# Project 3: Binary Classification of subreddits
# Notebook 1: Introduction and Extraction

## Problem Statement

Mental health issues have been on a high in recent times, with increasing cases of as a result of factors like post traumatic stress disorder (PTSD), bullying (real-life or cyber) and suicides. All these lead to depression which is a cause of concern for the government. 

Being part of a research team in the Institute of Mental Health (IMH), my team is tasked to come up a solution that can accurately predict and classify a post on reddit according to the subreddits (depression and forever alone). Both topics are commonly thought to be similar but they are not. Forever alone is a phrase or term used by a single person to express his loneliness at not having a significant other; or in broader perspective, lack of friends. It is also used more humorously at times as a slang or internet meme. This term is linked to people claiming to be "depressed" but in fact they are not.

On the other hand, depression is a serious matter and more often than not, one do not even realize that they actually have depression. It is also extremely challenging to determine if a person has depression by relying on behaviorial cues, even for a highly qualified psychiatrist. Furthermore, if the depressed person is introverted, he/she might not want to share his problems openly to his/her family or friends or even seek professional help in fear being stigmatized by society. As such, the person might turn to reddit, an online forum, to express his/her personal feelings and thoughts with other users in the same subreddit annoymously. He/she might feel more comfortable in that way. That being said, a user with depression might get confused over the terms depression and forever alone in thinking they are the same , thus posting in the forever alone subreddit rather than the depression subreddit. 

Hence, we aim to come up with a model that is able to accurately classify a post to the respective subreddits (depression/forever alone). Our model also aims to check for misclassification of post by diving deeper into the post, unraveling the false positive and identifying top 10 words of each subreddit. Hence, we are able to provide early detection of potential depression cases along with identify existing cases. We can then look to get them the help they need. The target audience of this project is everyone, especially those working in the psychological and healthcare departments.

## Executive Summary

The objective of this project is to execute different binary classification algorithms/models and find the best model over several attempts. Firstly, i will extract about 2000 posts for the depression and forever alone subreddits. I will then clean the data to remove duplicates, missing values and outliers. 

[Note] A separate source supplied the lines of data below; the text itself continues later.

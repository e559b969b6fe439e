use std::{
    fs, io,
    path::{Path, PathBuf},
    sync::Mutex,
};

use serde::Serialize;
use serde_json::{Map, Value};
use thiserror::Error;
use tracing::{debug, warn};

use crate::config::StreamConfig;

#[derive(Debug, Error)]
pub enum StoreError {
    #[error("failed to write {}", path.display())]
    Io {
        path: PathBuf,
        #[source]
        source: io::Error,
    },

    #[error("failed to encode configuration")]
    Encode(#[from] serde_json::Error),
}

/// Persistence for the stream configuration.
///
/// `load` never fails: missing, partial, or corrupt data all produce a fully
/// populated configuration, falling back to the defaults for whatever could
/// not be read.
pub trait ConfigStore: Send + Sync {
    fn load(&self) -> StreamConfig;

    fn save(&self, config: &StreamConfig) -> Result<(), StoreError>;
}

/// Stores the configuration as a pretty-printed JSON object.
pub struct JsonConfigStore {
    path: PathBuf,
}

impl JsonConfigStore {
    pub fn new(path: impl Into<PathBuf>) -> Self {
        Self { path: path.into() }
    }

    pub fn path(&self) -> &Path {
        &self.path
    }

    /// Creates the directory the configuration file lives in.
    pub fn ensure_dir(&self) -> Result<(), StoreError> {
        match self.path.parent() {
            Some(dir) if !dir.as_os_str().is_empty() => {
                fs::create_dir_all(dir).map_err(|source| StoreError::Io {
                    path: dir.to_owned(),
                    source,
                })
            }
            _ => Ok(()),
        }
    }
}

impl ConfigStore for JsonConfigStore {
    fn load(&self) -> StreamConfig {
        let bytes = match fs::read(&self.path) {
            Ok(bytes) => bytes,
            Err(err) if err.kind() == io::ErrorKind::NotFound => {
                debug!("{} does not exist, using defaults", self.path.display());
                return StreamConfig::default();
            }
            Err(err) => {
                warn!(
                    "could not read {}, using defaults: {}",
                    self.path.display(),
                    err
                );
                return StreamConfig::default();
            }
        };

        let stored = match serde_json::from_slice(&bytes) {
            Ok(Value::Object(stored)) => stored,
            Ok(_) => {
                warn!(
                    "{} does not hold a JSON object, using defaults",
                    self.path.display()
                );
                return StreamConfig::default();
            }
            Err(err) => {
                warn!(
                    "{} is not valid JSON, using defaults: {}",
                    self.path.display(),
                    err
                );
                return StreamConfig::default();
            }
        };

        // apply keys one at a time so a single bad value only costs that key
        let mut config = StreamConfig::default();
        for (key, value) in stored {
            let mut patch = Map::new();
            patch.insert(key.clone(), value);

            match config.merged(&patch) {
                Ok(merged) => config = merged,
                Err(err) => warn!(
                    "ignoring {} in {}, using its default: {}",
                    key,
                    self.path.display(),
                    err
                ),
            }
        }

        config
    }

    fn save(&self, config: &StreamConfig) -> Result<(), StoreError> {
        self.ensure_dir()?;

        let mut encoded = Vec::new();
        let formatter = serde_json::ser::PrettyFormatter::with_indent(b"    ");
        let mut serializer = serde_json::Serializer::with_formatter(&mut encoded, formatter);
        config.serialize(&mut serializer)?;

        // write next to the target and rename over it, so a crash mid-write
        // never leaves a truncated file behind
        let staging = self.path.with_extension("json.tmp");
        let io_err = |source| StoreError::Io {
            path: self.path.clone(),
            source,
        };

        fs::write(&staging, &encoded).map_err(io_err)?;
        fs::rename(&staging, &self.path).map_err(io_err)?;

        debug!("saved configuration to {}", self.path.display());
        Ok(())
    }
}

/// Keeps the configuration in memory only.
#[derive(Default)]
pub struct MemoryConfigStore {
    config: Mutex<Option<StreamConfig>>,
}

impl MemoryConfigStore {
    pub fn with_config(config: StreamConfig) -> Self {
        Self {
            config: Mutex::new(Some(config)),
        }
    }
}

impl ConfigStore for MemoryConfigStore {
    fn load(&self) -> StreamConfig {
        match self.config.lock() {
            Ok(config) => config.clone().unwrap_or_default(),
            Err(poisoned) => poisoned.into_inner().clone().unwrap_or_default(),
        }
    }

    fn save(&self, config: &StreamConfig) -> Result<(), StoreError> {
        let mut slot = match self.config.lock() {
            Ok(slot) => slot,
            Err(poisoned) => poisoned.into_inner(),
        };
        *slot = Some(config.clone());
        Ok(())
    }
}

Next up is the exploratory data analysis (EDA) where i analyze the data, identifying relationships  and displaying their distrbution.  This would give a quick view of what are the deciding variables in relation to classifying the respective subreddits.

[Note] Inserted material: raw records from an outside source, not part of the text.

// OpusTags comment header
//
// - Magic signature "OpusTags" (8 bytes)
// - Vendor string length (LE u32) + vendor string (UTF-8)
// - Comment count (LE u32)
// - Per comment: length (LE u32) + "FIELD=value" (UTF-8)
//
// Cover art travels as a METADATA_BLOCK_PICTURE comment holding a base64
// encoded FLAC picture block.

use base64::engine::general_purpose::STANDARD as BASE64;
use base64::Engine;
use encoding_rs::UTF_8;
use serde::Serialize;

use crate::error::{OggOpusError, Result};
use crate::opus::OPUS_TAGS;

/// Comment field carrying embedded pictures
pub const PICTURE_FIELD: &str = "METADATA_BLOCK_PICTURE";

/// Parsed comment header
#[derive(Debug, Clone, Default, PartialEq, Eq, Serialize)]
pub struct OpusTags {
    pub vendor: String,
    pub comments: Vec<(String, String)>,
}

impl OpusTags {
    pub fn new(vendor: impl Into<String>) -> Self {
        OpusTags {
            vendor: vendor.into(),
            comments: Vec::new(),
        }
    }

    /// Parse the second packet of a logical stream
    pub fn parse(packet: &[u8]) -> Result<Self> {
        if !packet.starts_with(OPUS_TAGS) {
            return Err(OggOpusError::InvalidHeader(
                "missing OpusTags signature".to_string(),
            ));
        }
        let mut reader = FieldReader::new(&packet[OPUS_TAGS.len()..]);

        let vendor = decode_utf8(reader.block()?);
        let count = reader.u32_le()? as usize;

        // Every comment needs at least its 4-byte length
        let mut comments = Vec::with_capacity(count.min(reader.remaining() / 4));
        for _ in 0..count {
            let text = decode_utf8(reader.block()?);
            // Parse comment (format: FIELD=value)
            if let Some((field, value)) = text.split_once('=') {
                comments.push((field.to_string(), value.to_string()));
            }
        }

        Ok(OpusTags { vendor, comments })
    }

    /// Serialize the comment header packet
    pub fn to_bytes(&self) -> Vec<u8> {
        let mut data = OPUS_TAGS.to_vec();
        push_block(&mut data, self.vendor.as_bytes());
        data.extend_from_slice(&(self.comments.len() as u32).to_le_bytes());
        for (field, value) in &self.comments {
            push_block(&mut data, format!("{}={}", field, value).as_bytes());
        }
        data
    }

    /// Get a comment value by field name
    pub fn get(&self, field: &str) -> Option<&str> {
        self.comments
            .iter()
            .find(|(f, _)| f.eq_ignore_ascii_case(field))
            .map(|(_, v)| v.as_str())
    }

    pub fn push(&mut self, field: impl Into<String>, value: impl Into<String>) {
        self.comments.push((field.into(), value.into()));
    }

    /// Decode every embedded picture, skipping malformed ones
    pub fn pictures(&self) -> Vec<Picture> {
        self.comments
            .iter()
            .filter(|(field, _)| field.eq_ignore_ascii_case(PICTURE_FIELD))
            .filter_map(|(_, value)| BASE64.decode(value.trim()).ok())
            .filter_map(|block| Picture::parse(&block).ok())
            .collect()
    }
}

/// Embedded picture from a METADATA_BLOCK_PICTURE comment
#[derive(Debug, Clone, PartialEq, Eq, Serialize)]
pub struct Picture {
    pub picture_type: u32,
    pub mime_type: String,
    pub description: String,
    pub width: u32,
    pub height: u32,
    pub depth: u32,
    pub colors: u32,
    #[serde(skip)]
    pub data: Vec<u8>,
}

impl Picture {
    /// Parse a FLAC picture block (big-endian fields)
    pub fn parse(block: &[u8]) -> Result<Self> {
        let mut reader = FieldReader::new(block);
        let picture_type = reader.u32_be()?;
        let mime_type = decode_utf8(reader.block_be()?);
        let description = decode_utf8(reader.block_be()?);
        let width = reader.u32_be()?;
        let height = reader.u32_be()?;
        let depth = reader.u32_be()?;
        let colors = reader.u32_be()?;
        let data = reader.block_be()?.to_vec();

        Ok(Picture {
            picture_type,
            mime_type,
            description,
            width,
            height,
            depth,
            colors,
            data,
        })
    }

    /// Human readable name of the picture type
    pub fn type_name(&self) -> &'static str {
        match self.picture_type {
            1 => "File Icon",
            2 => "Other File Icon",
            3 => "Cover (front)",
            4 => "Cover (back)",
            5 => "Leaflet page",
            6 => "Media",
            7 => "Lead artist",
            8 => "Artist",
            9 => "Conductor",
            10 => "Band",
            11 => "Composer",
            12 => "Lyricist",
            13 => "Recording Location",
            14 => "During recording",
            15 => "During performance",
            16 => "Video screen capture",
            17 => "Bright coloured fish",
            18 => "Illustration",
            19 => "Band logo",
            20 => "Publisher logo",
            _ => "Other",
        }
    }
}

struct FieldReader<'a> {
    data: &'a [u8],
    pos: usize,
}

impl<'a> FieldReader<'a> {
    fn new(data: &'a [u8]) -> Self {
        FieldReader { data, pos: 0 }
    }

    fn remaining(&self) -> usize {
        self.data.len() - self.pos
    }

    fn take(&mut self, len: usize) -> Result<&'a [u8]> {
        if self.remaining() < len {
            return Err(OggOpusError::InvalidHeader(format!(
                "field of {} bytes overruns tag data",
                len
            )));
        }
        let slice = &self.data[self.pos..self.pos + len];
        self.pos += len;
        Ok(slice)
    }

    fn u32_le(&mut self) -> Result<u32> {
        let bytes = self.take(4)?;
        Ok(u32::from_le_bytes([bytes[0], bytes[1], bytes[2], bytes[3]]))
    }

    fn u32_be(&mut self) -> Result<u32> {
        let bytes = self.take(4)?;
        Ok(u32::from_be_bytes([bytes[0], bytes[1], bytes[2], bytes[3]]))
    }

    fn block(&mut self) -> Result<&'a [u8]> {
        let len = self.u32_le()? as usize;
        self.take(len)
    }

    fn block_be(&mut self) -> Result<&'a [u8]> {
        let len = self.u32_be()? as usize;
        self.take(len)
    }
}

fn push_block(data: &mut Vec<u8>, block: &[u8]) {
    data.extend_from_slice(&(block.len() as u32).to_le_bytes());
    data.extend_from_slice(block);
}

fn decode_utf8(bytes: &[u8]) -> String {
    UTF_8.decode(bytes).0.into_owned()
}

It is then followed by pre-processing, where i began to prepare my data for the modeling process. This step includes lemmatizing my words to the base root, removing default english stopwords and my own customised stopwords which consists of top common words that exist in both datasets.

As for modeling, my initial models will be without any adjustments to hyperparameters. My second attempt will be to run the models with tuned hyperparamaters and find the most accurate model. Lastly, i will use my final model and evaluate it further to conclude.

I will be using count and tfidf vectorizers to tokenise the variable columns. I decided to make use of 4 different classifiers (Logistic Regression, Random Forest, K Nearest Neighbours and Multinomial Naive Bayes) to create different variations. I will then evaluate their respective scores along with the confusion matrix to evaluate and select my final model.

The final model selected was the Multinimial Naive Bayes model equipped with the tfidf vectorizer.

## Imports

In [1]:
# Imports
import requests
import pandas as pd
import numpy as np
import random
import time
from time import sleep

### Extraction

First, i will go on to pull posts from the 2 subreddits using PushShift API and store them as dataframes. I will create a function to execute the extraction. Pushshift API limits me to 100 posts per pull. I have included a sleep timer to avoid getting blocked by reddit for repeated pulling in short intervals. 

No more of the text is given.